Zoe Alipranti

Why Eurosceptics still won’t be able to crash the EU Parliament

The results from the European parliamentary elections shows how EU politics is increasingly polarised. It also demonstrates how old party allegiances are fading in favour of loyalties for parties with more specific ideological and policy platforms. Against the backdrop of Brexit and divisions convulsing global politics, these elections – which have been marked by issues such as immigration and climate change becoming inextricably linked to the role of the EU – saw the highest participation in 20 years. Fragmentation that is shaking up politics domestically has been transferred to the European level.

So what do these elections mean for the health of the EU project? Although they are fought on national issues in many cases, the heightened significance of EU dimension in countries that are being governed by parties with an emphatic positive or negative stance on the EU cannot be ignored. This is particularly the case for two of the EU’s founding members, France and Italy.

French president Emmanuel Macron’s ambitions for a European Renaissance are already resisted by number of member states. The tight victory of Marine Le Pen’s National Rally (RN) might see his domestic authority slightly weakened, though RN also won the last European elections with a higher percentage (although this latest defeat carries more symbolic weight.

In Italy, Matteo Salvini’s Lega won the election with 33 per cent of the vote, while the anti-establishment Five Star Movement crumbled to 17 per cent. Salvini might now pull the plug and call fresh elections, hoping to lead a majority government. In addition, the victory of Fidesz in Hungary will strengthen Viktor Orban domestically, while the Law and Justice (PiS) victory in Poland is important ahead of Polish national elections later this year.

The elections also have key domestic ramifications in a number of countries. The floundering of both establishment parties in Germany is significant. The CDU achieved 28 per cent – its worst ever performance in European elections – in results that will put pressure on leader Annegret Kramp-Karrenbauer to change tack, while the SPD’s disastrous results might lead to fresh elections.

In Spain, the victory of PSOE in European elections a month after winning 29 per cent of the vote in national elections will affect the composition of the new Spanish government, likely to be a minority PSOE one.

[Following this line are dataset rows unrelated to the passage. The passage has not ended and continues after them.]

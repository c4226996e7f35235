use async_trait::async_trait;
use aws_sdk_s3 as s3;
use s3::primitives::ByteStream;
use std::sync::{Arc, Mutex};

/// StorageError
#[derive(Debug, thiserror::Error)]
pub enum StorageError {
    #[error("upload to {bucket}/{path} failed: {message}")]
    Upload {
        bucket: String,
        path: String,
        message: String,
    },
}

// 1. StorageService Contract
/// StorageService
///
/// Abstract contract for the blob storage backend that holds every uploaded content
/// image. Handlers only see this trait, so the S3 client can be replaced with the
/// in-memory mock during testing.
#[async_trait]
pub trait StorageService: Send + Sync {
    /// Ensures the given bucket exists. Used by the `Env::Local` setup to provision
    /// MinIO buckets at startup.
    async fn ensure_bucket_exists(&self, bucket: &str);

    /// Stores `bytes` at `path` inside `bucket`, overwriting any previous object.
    async fn upload(
        &self,
        bucket: &str,
        path: &str,
        bytes: Vec<u8>,
        content_type: &str,
    ) -> Result<(), StorageError>;

    /// The stable public URL an uploaded object is served from.
    fn public_url(&self, bucket: &str, path: &str) -> String;
}

// 2. The Real Implementation (S3/MinIO/Supabase)
/// S3StorageClient
///
/// Uses the AWS SDK for S3. Through S3 compatibility this talks to:
/// - **Local:** Dockerized MinIO instance.
/// - **Production:** Supabase Storage S3 gateway.
///
/// `force_path_style(true)` is required by both MinIO and Supabase.
#[derive(Clone)]
pub struct S3StorageClient {
    client: s3::Client,
    public_base_url: String,
}

impl S3StorageClient {
    /// Constructs the S3 client from the values resolved by `AppConfig`.
    pub async fn new(
        endpoint: &str,
        region: &str,
        access_key: &str,
        secret_key: &str,
        public_base_url: &str,
    ) -> Self {
        let credentials =
            s3::config::Credentials::new(access_key, secret_key, None, None, "static");

        let config = s3::Config::builder()
            .credentials_provider(credentials)
            .endpoint_url(endpoint)
            .region(s3::config::Region::new(region.to_string()))
            .behavior_version_latest()
            .force_path_style(true)
            .build();

        let client = s3::Client::from_conf(config);

        Self {
            client,
            public_base_url: public_base_url.trim_end_matches('/').to_string(),
        }
    }
}

#[async_trait]
impl StorageService for S3StorageClient {
    /// CreateBucket is idempotent; an "already owned" error is ignored.
    async fn ensure_bucket_exists(&self, bucket: &str) {
        if let Err(e) = self.client.create_bucket().bucket(bucket).send().await {
            tracing::debug!(bucket, "create_bucket: {:?}", e);
        }
    }

    async fn upload(
        &self,
        bucket: &str,
        path: &str,
        bytes: Vec<u8>,
        content_type: &str,
    ) -> Result<(), StorageError> {
        self.client
            .put_object()
            .bucket(bucket)
            .key(path)
            .content_type(content_type)
            .cache_control("max-age=3600")
            .body(ByteStream::from(bytes))
            .send()
            .await
            .map_err(|e| StorageError::Upload {
                bucket: bucket.to_string(),
                path: path.to_string(),
                message: e.to_string(),
            })?;
        Ok(())
    }

    fn public_url(&self, bucket: &str, path: &str) -> String {
        format!("{}/{}/{}", self.public_base_url, bucket, sanitize_key(path))
    }
}

/// sanitize_key
///
/// Removes directory navigation components (`..`, `.`) and empty segments from a
/// user-provided key so an upload can never escape its bucket prefix.
pub fn sanitize_key(key: &str) -> String {
    key.split('/')
        .filter(|segment| !segment.is_empty() && *segment != ".." && *segment != ".")
        .collect::<Vec<_>>()
        .join("/")
}

/// object_name
///
/// Storage path for an uploaded file: `<unix-millis>_<file name>`. Directory parts
/// of the client-supplied name are dropped and anything outside `[A-Za-z0-9._-]`
/// becomes `_`.
pub fn object_name(millis: i64, file_name: &str) -> String {
    let base = file_name.rsplit(['/', '\\']).next().unwrap_or_default();
    let cleaned: String = base
        .chars()
        .map(|c| {
            if c.is_ascii_alphanumeric() || matches!(c, '.' | '_' | '-') {
                c
            } else {
                '_'
            }
        })
        .collect();
    if cleaned.trim_matches('.').is_empty() {
        format!("{}_upload", millis)
    } else {
        format!("{}_{}", millis, cleaned)
    }
}

// 3. The Mock Implementation (For Tests)
/// MockStorageService
///
/// Records every upload in memory instead of talking to S3, and can be told to
/// fail so the handlers' error paths can be exercised.
#[derive(Clone, Default)]
pub struct MockStorageService {
    /// When true, all uploads return a simulated failure.
    pub should_fail: bool,
    uploads: Arc<Mutex<Vec<StoredObject>>>,
}

/// An upload captured by `MockStorageService`.
#[derive(Debug, Clone, PartialEq)]
pub struct StoredObject {
    pub bucket: String,
    pub path: String,
    pub content_type: String,
    pub size: usize,
}

impl MockStorageService {
    pub fn new() -> Self {
        Self::default()
    }

    pub fn new_failing() -> Self {
        Self {
            should_fail: true,
            ..Self::default()
        }
    }

    /// Snapshot of the uploads received so far.
    pub fn uploads(&self) -> Vec<StoredObject> {
        self.uploads
            .lock()
            .map(|guard| guard.clone())
            .unwrap_or_default()
    }
}

#[async_trait]
impl StorageService for MockStorageService {
    async fn ensure_bucket_exists(&self, _bucket: &str) {
        // No-op in mock environment.
    }

    async fn upload(
        &self,
        bucket: &str,
        path: &str,
        bytes: Vec<u8>,
        content_type: &str,
    ) -> Result<(), StorageError> {
        if self.should_fail {
            return Err(StorageError::Upload {
                bucket: bucket.to_string(),
                path: path.to_string(),
                message: "Mock Storage Error: Simulation requested".to_string(),
            });
        }

        if let Ok(mut uploads) = self.uploads.lock() {
            uploads.push(StoredObject {
                bucket: bucket.to_string(),
                path: sanitize_key(path),
                content_type: content_type.to_string(),
                size: bytes.len(),
            });
        }
        Ok(())
    }

    fn public_url(&self, bucket: &str, path: &str) -> String {
        format!("http://localhost:9000/{}/{}", bucket, sanitize_key(path))
    }
}

/// StorageState
///
/// The concrete type used to share the storage service across the application state.
pub type StorageState = Arc<dyn StorageService>;

#[cfg(test)]
mod tests {
    use super::*;

    #[test]
    fn keys_cannot_climb_out_of_the_bucket() {
        assert_eq!(sanitize_key("../../etc/passwd"), "etc/passwd");
        assert_eq!(sanitize_key("/a//b/./c"), "a/b/c");
    }

    #[test]
    fn object_names_are_timestamped_and_cleaned() {
        assert_eq!(object_name(1700, "photo.png"), "1700_photo.png");
        assert_eq!(object_name(1700, "C:\\Users\\me\\My Photo.jpg"), "1700_My_Photo.jpg");
        assert_eq!(object_name(1700, "../.."), "1700_upload");
    }

    #[tokio::test]
    async fn mock_records_uploads_and_builds_urls() {
        let storage = MockStorageService::new();
        storage
            .upload("news", "1_a.png", vec![1, 2, 3], "image/png")
            .await
            .unwrap();
        assert_eq!(storage.uploads()[0].size, 3);
        assert_eq!(
            storage.public_url("news", "1_a.png"),
            "http://localhost:9000/news/1_a.png"
        );
        assert!(MockStorageService::new_failing()
            .upload("news", "x", vec![], "image/png")
            .await
            .is_err());
    }
}
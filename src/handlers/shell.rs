//! Server-rendered admin shell.
//!
//! Every page goes through a `RenderGate` mounted on the request path, behind the
//! edge gate. When the gate does not authorize, the placeholder page is served,
//! with a refresh to wherever the gate navigated.

use async_trait::async_trait;
use axum::{
    extract::{Query, Request, State},
    http::StatusCode,
    response::{IntoResponse, Redirect, Response},
};
use axum_extra::extract::cookie::CookieJar;
use chrono::Utc;
use serde::Deserialize;
use std::sync::{Arc, Mutex};

use crate::{
    AppState,
    gate::{GateView, RenderGate, render::RecordingNavigator},
    identity::{IdentityError, Session},
    session::{SessionClient, SessionProbe},
    utils,
    views::{LoadingTemplate, LoginTemplate, NavItem, RowSummary, ShellTemplate, StatCard, render_page},
};

const LOGIN_ACTION: &str = "/api/auth/login";
const LOGOUT_ACTION: &str = "/api/auth/logout";

/// Section
///
/// The sidebar entries, in display order.
#[derive(Debug, Clone, Copy, PartialEq, Eq)]
pub enum Section {
    Dashboard,
    Team,
    Initiatives,
    Events,
    Achievements,
    News,
}

impl Section {
    pub const ALL: [Section; 6] = [
        Section::Dashboard,
        Section::Team,
        Section::Initiatives,
        Section::Events,
        Section::Achievements,
        Section::News,
    ];

    pub fn slug(self) -> &'static str {
        match self {
            Section::Dashboard => "dashboard",
            Section::Team => "team",
            Section::Initiatives => "initiatives",
            Section::Events => "events",
            Section::Achievements => "achievements",
            Section::News => "news",
        }
    }

    pub fn label(self) -> &'static str {
        match self {
            Section::Dashboard => "Dashboard",
            Section::Team => "Team Members",
            Section::Initiatives => "Initiatives",
            Section::Events => "Events",
            Section::Achievements => "Achievements",
            Section::News => "News",
        }
    }

    /// The admin root and `/dashboard` both show the dashboard.
    pub fn from_slug(slug: &str) -> Option<Section> {
        if slug.is_empty() {
            return Some(Section::Dashboard);
        }
        Section::ALL.into_iter().find(|s| s.slug() == slug)
    }
}

/// Cookie changes the shell's session lookup made, to be sent with the page.
type JarSlot = Arc<Mutex<Option<CookieJar>>>;

/// Session source for the shell's render gate: the session the edge gate already
/// verified for this request while it is unexpired, otherwise a fresh lookup whose
/// cookie changes are left in `updated`.
struct ShellProbe {
    verified: Option<Session>,
    client: SessionClient,
    updated: JarSlot,
}

#[async_trait]
impl SessionProbe for ShellProbe {
    async fn current_session(&mut self) -> Result<Option<Session>, IdentityError> {
        let now = Utc::now().timestamp();
        if let Some(session) = self.verified.clone().filter(|s| !s.is_expired_at(now)) {
            return Ok(Some(session));
        }
        let outcome = self.client.resolve().await;
        if let Ok(mut slot) = self.updated.lock() {
            *slot = Some(self.client.jar().clone());
        }
        outcome
    }
}

struct MountedGate {
    gate: RenderGate,
    navigator: Arc<RecordingNavigator>,
    updated: JarSlot,
}

impl MountedGate {
    /// Attaches whatever cookies the lookup refreshed or cleared.
    fn respond(&self, page: Response) -> Response {
        let jar = self.updated.lock().ok().and_then(|mut slot| slot.take());
        match jar {
            Some(jar) => (jar, page).into_response(),
            None => page,
        }
    }
}

fn mount_gate(state: &AppState, jar: CookieJar, request: &Request) -> MountedGate {
    let navigator = Arc::new(RecordingNavigator::new());
    let updated = JarSlot::default();
    let probe = ShellProbe {
        verified: request.extensions().get::<Session>().cloned(),
        client: state.gate.session_client(jar),
        updated: updated.clone(),
    };
    let gate = RenderGate::mount(
        state.gate.routes.clone(),
        state.gate.timeout,
        navigator.clone(),
        Box::new(probe),
        request.uri().path(),
    );
    MountedGate {
        gate,
        navigator,
        updated,
    }
}

fn loading_page(navigator: &RecordingNavigator) -> Response {
    render_page(
        StatusCode::OK,
        &LoadingTemplate {
            redirect_to: navigator.last_target(),
        },
    )
}

/// LoginQuery
#[derive(Debug, Deserialize, Default)]
pub struct LoginQuery {
    #[serde(default, alias = "redirectedFrom")]
    pub redirected_from: Option<String>,
    #[serde(default)]
    pub error: Option<String>,
}

/// login_page
///
/// Never gated: the render gate authorizes the login route without a lookup.
/// A visitor who is already signed in is sent on to `redirectedFrom` (or the
/// admin root) instead of seeing the form again.
pub async fn login_page(
    State(state): State<AppState>,
    jar: CookieJar,
    Query(query): Query<LoginQuery>,
    request: Request,
) -> Response {
    let mut client = state.gate.session_client(jar);
    if client.is_authenticated().await {
        let target = state
            .gate
            .routes
            .post_login_target(query.redirected_from.as_deref());
        return (client.into_jar(), Redirect::to(&target)).into_response();
    }
    let jar = client.into_jar();

    let mounted = mount_gate(&state, jar.clone(), &request);
    let page = match mounted.gate.render(|| ()) {
        GateView::Content(()) => {
            let error = query.error.as_deref().map(|code| match code {
                "invalid" => "Invalid email or password.".to_string(),
                _ => "Sign-in is temporarily unavailable. Try again shortly.".to_string(),
            });
            render_page(
                StatusCode::OK,
                &LoginTemplate {
                    action: LOGIN_ACTION.to_string(),
                    redirected_from: query.redirected_from.unwrap_or_default(),
                    error,
                },
            )
        }
        GateView::Loading => loading_page(&mounted.navigator),
    };
    (jar, page).into_response()
}

/// admin_shell
///
/// `<prefix>`, `<prefix>/dashboard` and `<prefix>/{section}`.
pub async fn admin_shell(State(state): State<AppState>, jar: CookieJar, request: Request) -> Response {
    let path = request.uri().path().to_owned();
    let email = request
        .extensions()
        .get::<Session>()
        .and_then(|s| s.user.email.clone())
        .unwrap_or_default();

    let mounted = mount_gate(&state, jar, &request);
    mounted.gate.settled().await;

    let slug = path
        .strip_prefix(state.gate.routes.prefix())
        .unwrap_or_default()
        .trim_matches('/')
        .to_string();

    let page = match mounted.gate.render(|| Section::from_slug(&slug)) {
        GateView::Content(section) => render_section(&state, section, email).await,
        GateView::Loading => loading_page(&mounted.navigator),
    };
    mounted.respond(page)
}

async fn render_section(state: &AppState, section: Option<Section>, user_email: String) -> Response {
    let prefix = state.gate.routes.prefix();
    let href = |s: Section| format!("{}/{}", prefix, s.slug());

    let nav = Section::ALL
        .into_iter()
        .map(|s| NavItem {
            label: s.label(),
            href: href(s),
            active: Some(s) == section,
        })
        .collect();

    let mut page = ShellTemplate {
        heading: section.map(Section::label).unwrap_or("Not found").to_string(),
        nav,
        user_email,
        logout_action: LOGOUT_ACTION.to_string(),
        cards: Vec::new(),
        rows: Vec::new(),
        not_found: section.is_none(),
    };

    let repo = &state.repo;
    match section {
        None => return render_page(StatusCode::NOT_FOUND, &page),
        Some(Section::Dashboard) => {
            let counts = repo.dashboard_counts().await;
            page.cards = vec![
                StatCard { label: "Hero Images", count: counts.hero_images, href: href(Section::Dashboard) },
                StatCard { label: "Team Members", count: counts.team_members, href: href(Section::Team) },
                StatCard { label: "Initiatives", count: counts.initiatives, href: href(Section::Initiatives) },
                StatCard { label: "Events", count: counts.events, href: href(Section::Events) },
                StatCard { label: "Achievements", count: counts.achievements, href: href(Section::Achievements) },
                StatCard { label: "News", count: counts.news, href: href(Section::News) },
            ];
        }
        Some(Section::Team) => {
            page.rows = repo
                .list_team(None)
                .await
                .into_iter()
                .map(|m| RowSummary {
                    title: m.name,
                    detail: m.role,
                    image_url: Some(m.image_url),
                })
                .collect();
        }
        Some(Section::Initiatives) => {
            page.rows = repo
                .list_initiatives(None)
                .await
                .into_iter()
                .map(|i| RowSummary {
                    detail: match &i.deadline {
                        Some(d) if utils::is_deadline_expired(Some(d)) => {
                            format!("Closed {}", utils::format_date(d, false))
                        }
                        Some(d) => format!("Deadline {}", utils::format_date(d, false)),
                        None => "No deadline".to_string(),
                    },
                    title: i.title,
                    image_url: Some(i.image_url),
                })
                .collect();
        }
        Some(Section::Events) => {
            page.rows = repo
                .list_events(None, false, false)
                .await
                .into_iter()
                .map(|e| {
                    let mut when = utils::format_date(&e.date, true);
                    if utils::is_upcoming(&e.date) {
                        when = format!("Upcoming · {}", when);
                    }
                    RowSummary {
                        detail: match e.location {
                            Some(location) => format!("{} · {}", when, location),
                            None => when,
                        },
                        title: e.title,
                        image_url: e.image_url,
                    }
                })
                .collect();
        }
        Some(Section::Achievements) => {
            page.rows = repo
                .list_achievements(None)
                .await
                .into_iter()
                .map(|a| RowSummary {
                    detail: utils::format_date(&a.date, false),
                    title: a.title,
                    image_url: Some(a.image_url),
                })
                .collect();
        }
        Some(Section::News) => {
            page.rows = repo
                .list_news(None)
                .await
                .into_iter()
                .map(|n| RowSummary {
                    detail: format!(
                        "{} · {}",
                        utils::format_date(&n.published_at, false),
                        utils::truncate_text(&utils::html_to_plain_text(&n.content), 120)
                    ),
                    image_url: Some(utils::content_image(&n.content, &n.image_url)),
                    title: n.title,
                })
                .collect();
        }
    }

    render_page(StatusCode::OK, &page)
}
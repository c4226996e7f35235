/// Router Module Index
///
/// Routing is split by who may reach a surface:
/// - `public`: read-only content API plus the sign-in endpoints.
/// - `admin`: the admin write API, each handler demanding an `AdminSession`.
/// - `shell`: server-rendered admin pages under the admin prefix, guarded by
///   the edge gate layered in `create_router` and by a per-page render gate.

/// Content API and auth endpoints, open to anonymous callers.
pub mod public;

/// Admin write API, nested under `/api/admin`.
pub mod admin;

/// Admin HTML pages.
pub mod shell;
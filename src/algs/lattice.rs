//! Attractor and repeller lattices of a Morse graph.
//!
//! An edge `v -> w` of the Morse graph means `w` lies downstream of `v`. The
//! down-set of a single vertex is an *elementary attractor*; every attractor
//! is a union of elementary ones, so the lattice is the join-closure of the
//! elementary attractors together with the empty set. Repellers are the
//! attractors of the transposed graph.
//!
//! All outputs are ordered deterministically: sets by `(size, members)`,
//! lattice vertices by that order.

use crate::morse_error::MorseError;
use crate::topology::dag::DirectedAcyclicGraph;
use itertools::Itertools;
use std::cmp::Ordering;
use std::collections::BTreeSet;

/// A set of Morse-graph vertices.
pub type VertexSet = BTreeSet<usize>;

#[inline]
fn comparable(a: &VertexSet, b: &VertexSet) -> bool {
    a.is_subset(b) || b.is_subset(a)
}

fn size_then_members(a: &VertexSet, b: &VertexSet) -> Ordering {
    a.len().cmp(&b.len()).then_with(|| a.cmp(b))
}

/// `{v} ∪ reach(v)` for every vertex, in vertex order.
pub fn elementary_attractors(morse_graph: &DirectedAcyclicGraph) -> Vec<VertexSet> {
    let tc = morse_graph.transitive_closure();
    tc.vertices()
        .map(|v| {
            let mut down = tc.adjacencies(v).clone();
            down.insert(v);
            down
        })
        .collect()
}

/// Every attractor of the Morse graph, including the empty one.
///
/// Each union is generated from the antichain of its maximal elementary
/// attractors: for every `A1`, all groups of later elementary attractors
/// that are pairwise incomparable with `A1` and with each other are
/// enumerated by extending copies of existing groups.
pub fn morse_graph_attractors(morse_graph: &DirectedAcyclicGraph) -> BTreeSet<VertexSet> {
    let elementary = elementary_attractors(morse_graph);
    let mut family: BTreeSet<VertexSet> = elementary.iter().cloned().collect();
    family.insert(VertexSet::new());
    for (i, a1) in elementary.iter().enumerate() {
        let candidates: Vec<&VertexSet> = elementary[i + 1..]
            .iter()
            .filter(|a| !comparable(a1, a))
            .collect();
        let mut combos: Vec<Vec<usize>> = Vec::new();
        for (k, cand) in candidates.iter().enumerate() {
            let extended: Vec<Vec<usize>> = combos
                .iter()
                .filter(|combo| combo.iter().all(|&m| !comparable(candidates[m], cand)))
                .map(|combo| {
                    let mut c = combo.clone();
                    c.push(k);
                    c
                })
                .collect();
            combos.extend(extended);
            combos.push(vec![k]);
        }
        for combo in &combos {
            let mut union = a1.clone();
            for &m in combo {
                union.extend(candidates[m]);
            }
            family.insert(union);
        }
    }
    log::debug!(
        "{} elementary attractors closed to {} attractors",
        elementary.len(),
        family.len()
    );
    family
}

/// Every repeller of the Morse graph: the attractors of its transpose.
pub fn morse_graph_repellers(morse_graph: &DirectedAcyclicGraph) -> BTreeSet<VertexSet> {
    morse_graph_attractors(&morse_graph.transpose())
}

/// Reference closure: unions over every subset of elementary attractors.
///
/// Exponential in the number of vertices; meant for cross-checking small graphs.
pub fn attractors_brute_force(morse_graph: &DirectedAcyclicGraph) -> BTreeSet<VertexSet> {
    elementary_attractors(morse_graph)
        .iter()
        .powerset()
        .map(|subset| subset.into_iter().flatten().copied().collect())
        .collect()
}

/// Hasse diagram of a family of vertex sets.
#[derive(Clone, Debug, PartialEq, Eq)]
pub struct LatticeGraph {
    /// One vertex per set, labeled `"{a, b}"` (`"{ }"` when empty).
    pub graph: DirectedAcyclicGraph,
    /// `sets[i]` is the set of lattice vertex `i`, sorted by size then members.
    pub sets: Vec<VertexSet>,
}

impl LatticeGraph {
    /// Lattice vertex holding exactly `set`.
    pub fn vertex_of(&self, set: &VertexSet) -> Option<usize> {
        self.sets
            .binary_search_by(|probe| size_then_members(probe, set))
            .ok()
    }
}

/// Display form of a vertex set: `"{ }"` or `"{0, 2}"`.
pub fn set_label(set: &VertexSet) -> String {
    if set.is_empty() {
        "{ }".to_string()
    } else {
        format!("{{{}}}", set.iter().join(", "))
    }
}

fn hasse_diagram(family: BTreeSet<VertexSet>, larger_to_smaller: bool) -> Result<LatticeGraph, MorseError> {
    let mut sets: Vec<VertexSet> = family.into_iter().collect();
    sets.sort_by(size_then_members);
    let mut graph = DirectedAcyclicGraph::new();
    for (i, s) in sets.iter().enumerate() {
        graph.add_vertex_with_label(i, set_label(s));
    }
    for (i, big) in sets.iter().enumerate() {
        for (j, small) in sets[..i].iter().enumerate() {
            if small.len() < big.len() && small.is_subset(big) {
                if larger_to_smaller {
                    graph.add_edge(i, j);
                } else {
                    graph.add_edge(j, i);
                }
            }
        }
    }
    graph.reduce_transitive_edges()?;
    log::debug!(
        "lattice with {} elements and {} covering relations",
        sets.len(),
        graph.num_edges()
    );
    Ok(LatticeGraph { graph, sets })
}

/// Attractor lattice, edges pointing from each attractor to the ones it covers.
///
/// # Errors
/// [`MorseError::CycleDetected`] cannot occur for a genuine inclusion order
/// and is only propagated from the reduction step.
pub fn lattice_attractors(morse_graph: &DirectedAcyclicGraph) -> Result<LatticeGraph, MorseError> {
    hasse_diagram(morse_graph_attractors(morse_graph), true)
}

/// Repeller lattice, edges pointing from each repeller to the ones covering it.
pub fn lattice_repellers(morse_graph: &DirectedAcyclicGraph) -> Result<LatticeGraph, MorseError> {
    hasse_diagram(morse_graph_repellers(morse_graph), false)
}

/// Grid cells of the lattice element `vertex`: the union of its Morse sets.
///
/// `morse_sets[node]` lists the cells of Morse node `node`.
pub fn attractor_cells(
    lattice: &LatticeGraph,
    vertex: usize,
    morse_sets: &[Vec<usize>],
) -> Result<Vec<usize>, MorseError> {
    let set = lattice
        .sets
        .get(vertex)
        .ok_or(MorseError::MissingVertex(vertex))?;
    let mut cells = BTreeSet::new();
    for &node in set {
        let ms = morse_sets.get(node).ok_or(MorseError::MissingVertex(node))?;
        cells.extend(ms.iter().copied());
    }
    Ok(cells.into_iter().collect())
}

#[cfg(test)]
mod tests {
    use super::*;

    fn set(v: &[usize]) -> VertexSet {
        v.iter().copied().collect()
    }

    #[test]
    fn chain_lattice() {
        let g = DirectedAcyclicGraph::from_edges([(0, 1), (1, 2)]);
        assert_eq!(
            elementary_attractors(&g),
            vec![set(&[0, 1, 2]), set(&[1, 2]), set(&[2])]
        );
        let lat = lattice_attractors(&g).unwrap();
        assert_eq!(lat.sets, vec![set(&[]), set(&[2]), set(&[1, 2]), set(&[0, 1, 2])]);
        assert_eq!(lat.graph.edges().collect::<Vec<_>>(), vec![(1, 0), (2, 1), (3, 2)]);
        assert_eq!(lat.graph.vertex_label(2).unwrap(), "{1, 2}");
        assert_eq!(lat.graph.vertex_label(0).unwrap(), "{ }");
    }

    #[test]
    fn independent_pair_is_a_diamond() {
        let mut g = DirectedAcyclicGraph::new();
        g.add_vertex(0);
        g.add_vertex(1);
        let lat = lattice_attractors(&g).unwrap();
        assert_eq!(lat.sets, vec![set(&[]), set(&[0]), set(&[1]), set(&[0, 1])]);
        assert_eq!(
            lat.graph.edges().collect::<Vec<_>>(),
            vec![(1, 0), (2, 0), (3, 1), (3, 2)]
        );
    }

    #[test]
    fn pairwise_joins_of_three_antichain() {
        let mut g = DirectedAcyclicGraph::new();
        for v in 0..3 {
            g.add_vertex(v);
        }
        let fam = morse_graph_attractors(&g);
        assert_eq!(fam.len(), 8);
        assert!(fam.contains(&set(&[0, 1])) && fam.contains(&set(&[1, 2])));
        assert_eq!(fam, attractors_brute_force(&g));
    }

    #[test]
    fn repellers_point_upward() {
        let g = DirectedAcyclicGraph::from_edges([(0, 1), (1, 2)]);
        let lat = lattice_repellers(&g).unwrap();
        assert_eq!(lat.sets, vec![set(&[]), set(&[0]), set(&[0, 1]), set(&[0, 1, 2])]);
        assert_eq!(lat.graph.edges().collect::<Vec<_>>(), vec![(0, 1), (1, 2), (2, 3)]);
    }

    #[test]
    fn lookup_and_cells() {
        let g = DirectedAcyclicGraph::from_edges([(0, 1), (0, 2)]);
        let lat = lattice_attractors(&g).unwrap();
        let v = lat.vertex_of(&set(&[1, 2])).unwrap();
        let morse_sets = vec![vec![7], vec![3, 4], vec![1]];
        assert_eq!(attractor_cells(&lat, v, &morse_sets).unwrap(), vec![1, 3, 4]);
        assert_eq!(lat.vertex_of(&set(&[0])), None);
        assert_eq!(
            attractor_cells(&lat, 99, &morse_sets),
            Err(MorseError::MissingVertex(99))
        );
    }
}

In Greece, governing party Syriza lost by nine per cent to centre-right New Democracy, prompting Greek prime minister Alexis Tsipras to call fresh elections.

The composition of the new European Parliament will also, of course, impact the legislative decision-making of the EU. The shrinking number of seats for the centre-right and centre-left political groups is one of the defining features; results in Germany, Italy and France starkly illustrate this.

On a European level, the centre-right European People’s Party and centre-left Progressive Alliance of Socialists and Democrats that have carried European Parliament legislation through the “Grand Alliance” will, for the first time since 1979, not hold a parliamentary majority.

They will now need ALDE and the Greens to pass legislation, although this will not be difficult to achieve. This makes it something of a myth that Eurosceptics will be able to potentially wreck EU legislation, since there will still be a functioning parliament for pro-EU forces.

These elections have also resulted in strong performances from challenger parties who advocate for more and less Europe respectively.

On one hand, pro-EU parties that ask for more cooperation and emphasise their adherence to European liberal values registered clear gains. Pan-European group ALDE increased its seats from 67 to 102 and Greens from 50 to 71, with significant Green gains in Germany, Ireland, and France.

On the other, Eurosceptic, mostly right-wing populist parties, pledging to radically change the EU and rebuild it in their own light saw a slight improvement of their 2014 results yesterday.

Under the shadow of Brexit, most Eurosceptic parties have abandoned leaving the EU as one of their manifesto promises, seeing electoral mileage in proposing reforming the EU.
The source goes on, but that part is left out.